Is there a way to process \\1 further to replace commas with ]+[?
Is there a way to achieve my goal using base R?
Thanks very much.
You can do this with the stringr package using nested replaces. First find the tags, then for each of the tags, replace the commas. str_replace_all allows you to pass a function for transformation rather than a string.
input <- c(
"orem ipsum tag:[value_0], dolor sit amet",
"consectetur adipiscing elit",
"sed do eiusmod tempor incididunt ut labore et dolore magna aliqua tag:[value_01, value_02, value_03].",
"Ut enim ad minim veniam, tag:[value_04, value_05, value_06, value_07] quis nostrud exercitation, tag:[value_08, value_09, value_10]."
)
stringr::str_replace_all(input, "tag:\\[[^\\]]*\\]", function(x) {
stringr::str_replace_all(x, ", ", "]+[")
})
which returns
[1] "orem ipsum tag:[value_0], dolor sit amet"
[2] "consectetur adipiscing elit"
[3] "sed do eiusmod tempor incididunt ut labore et dolore magna aliqua tag:[value_01]+[value_02]+[value_03]."
[4] "Ut enim ad minim veniam, tag:[value_04]+[value_05]+[value_06]+[value_07] quis nostrud exercitation, tag:[value_08]+[value_09]+[value_10]."
Here are some solutions.
In the question a comma within square brackets is always followed by a space and I assumed that is the general case but if a comma within square brackets can be followed by a non-space then remove the space after the comma in the pattern in each solution.

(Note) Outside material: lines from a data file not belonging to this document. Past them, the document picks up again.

//! One isolated viewer instance
//!
//! A `ViewerInstance` owns the full state of one embedded viewer: scene core,
//! model manager, selection, levels, workplaces, filters, and markers. The
//! operation methods live in the concern modules ([`crate::core`],
//! [`crate::model_manager`], [`crate::selection`], ...) as further `impl`
//! blocks on this type.

use crate::markers::MarkerSet;
use crate::state::{
    CoreState, FilterState, LevelState, ModelState, SelectionState, WorkplaceState,
};
use deskview_model::EngineRuntime;
use log::debug;
use std::sync::Arc;

pub struct ViewerInstance {
    id: String,
    pub(crate) runtime: Arc<dyn EngineRuntime>,
    pub core: CoreState,
    pub model: ModelState,
    pub selection: SelectionState,
    pub levels: LevelState,
    pub workplaces: WorkplaceState,
    pub filters: FilterState,
    pub(crate) markers: MarkerSet,
    /// Deep-link employee id, consumed once after the first successful load
    pub(crate) route_employee_id: Option<String>,
}

impl ViewerInstance {
    pub(crate) fn new(id: impl Into<String>, runtime: Arc<dyn EngineRuntime>) -> Self {
        Self {
            id: id.into(),
            runtime,
            core: CoreState::default(),
            model: ModelState::default(),
            selection: SelectionState::default(),
            levels: LevelState::default(),
            workplaces: WorkplaceState::default(),
            filters: FilterState::default(),
            markers: MarkerSet::default(),
            route_employee_id: None,
        }
    }

    pub fn id(&self) -> &str {
        &self.id
    }

    pub fn has_model(&self) -> bool {
        self.model.model.is_some()
    }

    pub fn is_loading(&self) -> bool {
        self.model.is_loading
    }

    /// Remember a deep-link target to select after the next load
    pub fn set_route_employee_id(&mut self, employee_id: Option<String>) {
        self.route_employee_id = employee_id;
    }

    /// Reset all state containers to their defaults without touching engine
    /// resources; [`Self::dispose`] releases those first
    pub fn reset(&mut self) {
        self.core.clear();
        self.model.clear();
        self.selection.clear();
        self.levels.clear();
        self.workplaces.clear();
        self.filters.clear();
        self.route_employee_id = None;
    }

    /// Tear down the instance in dependency order: markers, then the model
    /// manager, then the scene core, then the state containers
    ///
    /// Safe to call on a partially initialized or already disposed instance;
    /// individual release failures are logged and never abort the teardown.
    pub fn dispose(&mut self) {
        debug!("[Viewer {}] Disposing...", self.id);
        self.dispose_markers();
        self.dispose_model_manager();
        self.dispose_core();
        self.reset();
        debug!("[Viewer {}] Disposed", self.id);
    }
}
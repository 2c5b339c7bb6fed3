//! Scene bootstrap and teardown
//!
//! `init_core` turns an empty instance into a live one: world (scene, camera,
//! renderer), highlight driver, and the materialized worker URL the importer
//! will need. Handles are stored as they are produced, so a failure partway
//! through leaves whatever exists cleanly releasable by `dispose_core`.

use crate::error::{Result, ViewerError};
use crate::instance::ViewerInstance;
use deskview_model::ContainerHandle;
use log::{debug, error, warn};

impl ViewerInstance {
    /// Bootstrap the 3D scene into the given UI container
    ///
    /// Fails fast when the container handle is empty or when the core is
    /// already initialized; re-initialization requires an explicit
    /// [`Self::dispose_core`] first.
    pub fn init_core(&mut self, container: ContainerHandle) -> Result<()> {
        if container.is_empty() {
            return Err(ViewerError::MissingContainer);
        }
        if self.core.is_initialized() {
            return Err(ViewerError::CoreAlreadyInitialized);
        }

        debug!("[Viewer {}] Initializing core in '{}'", self.id(), container.0);
        self.core.container = Some(container.clone());

        let world = match self.runtime.create_world(&container) {
            Ok(world) => world,
            Err(e) => {
                error!("[Viewer {}] Error initializing viewer: {e}", self.id());
                return Err(e.into());
            }
        };
        self.core.world = Some(world.clone());

        let highlighter = match self.runtime.create_highlighter(&world) {
            Ok(highlighter) => highlighter,
            Err(e) => {
                error!("[Viewer {}] Error initializing viewer: {e}", self.id());
                return Err(e.into());
            }
        };
        self.core.highlighter = Some(highlighter);

        let worker_url = match self.runtime.materialize_worker_script() {
            Ok(url) => url,
            Err(e) => {
                error!("[Viewer {}] Error initializing viewer: {e}", self.id());
                return Err(e.into());
            }
        };
        self.core.worker_url = Some(worker_url);

        debug!("[Viewer {}] Core initialized", self.id());
        Ok(())
    }

    /// Release the scene core: revoke the worker URL, dispose the world,
    /// clear all handles
    ///
    /// Tolerant of partial initialization; release failures are logged and
    /// the teardown continues so the instance always ends up empty.
    pub fn dispose_core(&mut self) {
        if let Some(url) = self.core.worker_url.take() {
            if let Err(e) = self.runtime.revoke_worker_url(&url) {
                warn!("[Viewer {}] Error revoking worker URL: {e}", self.id());
            }
        }
        if let Some(world) = self.core.world.take() {
            if let Err(e) = world.dispose() {
                warn!("[Viewer {}] Error disposing world: {e}", self.id());
            }
        }
        self.core.clear();
    }
}
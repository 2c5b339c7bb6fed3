// This Source Code Form is subject to the terms of the Mozilla Public
// License, v. 2.0. If a copy of the MPL was not distributed with this
// file, You can obtain one at https://mozilla.org/MPL/2.0/.

//! Error types for engine-boundary operations

use thiserror::Error;

/// Result type alias for engine-boundary operations
pub type EngineResult<T> = std::result::Result<T, EngineError>;

/// Errors raised by external engine collaborators
#[derive(Error, Debug)]
pub enum EngineError {
    /// World/scene/renderer bootstrap failed
    #[error("Failed to create world: {0}")]
    WorldCreation(String),

    /// Fetching or materializing the background-worker script failed
    #[error("Worker script error: {0}")]
    WorkerScript(String),

    /// Importing model bytes failed
    #[error("Model import failed: {0}")]
    Import(String),

    /// A bulk category/item/bounding-box query failed
    #[error("Model query failed: {0}")]
    Query(String),

    /// Camera framing/animation failed
    #[error("Camera error: {0}")]
    Camera(String),

    /// Screen-point raycast failed
    #[error("Raycast error: {0}")]
    Raycast(String),

    /// Creating or mutating a 2D overlay failed
    #[error("Overlay error: {0}")]
    Overlay(String),

    /// Releasing an engine resource failed
    #[error("Disposal error: {0}")]
    Disposal(String),

    /// IO error (local file reads on native targets)
    #[error("IO error: {0}")]
    Io(#[from] std::io::Error),

    /// Generic error with message
    #[error("{0}")]
    Other(String),
}

impl EngineError {
    /// Create a new query error
    pub fn query(msg: impl Into<String>) -> Self {
        EngineError::Query(msg.into())
    }

    /// Create a new overlay error
    pub fn overlay(msg: impl Into<String>) -> Self {
        EngineError::Overlay(msg.into())
    }

    /// Create a generic error
    pub fn other(msg: impl Into<String>) -> Self {
        EngineError::Other(msg.into())
    }
}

1) gsubfn This one-liner uses gsubfn which finds the matches to the pattern given in the first argument, passes it to the function (which may be specified as a formula) in the second argument and replaces each match with the output of the function.
Here it matches tag:[ followed by a string until the next nearest ] and uses gsub to perform the required replacement within that.
library(gsubfn)
gsubfn("tag:\\[.*?\\]", ~ gsub(", ", "]+[", x), Lines)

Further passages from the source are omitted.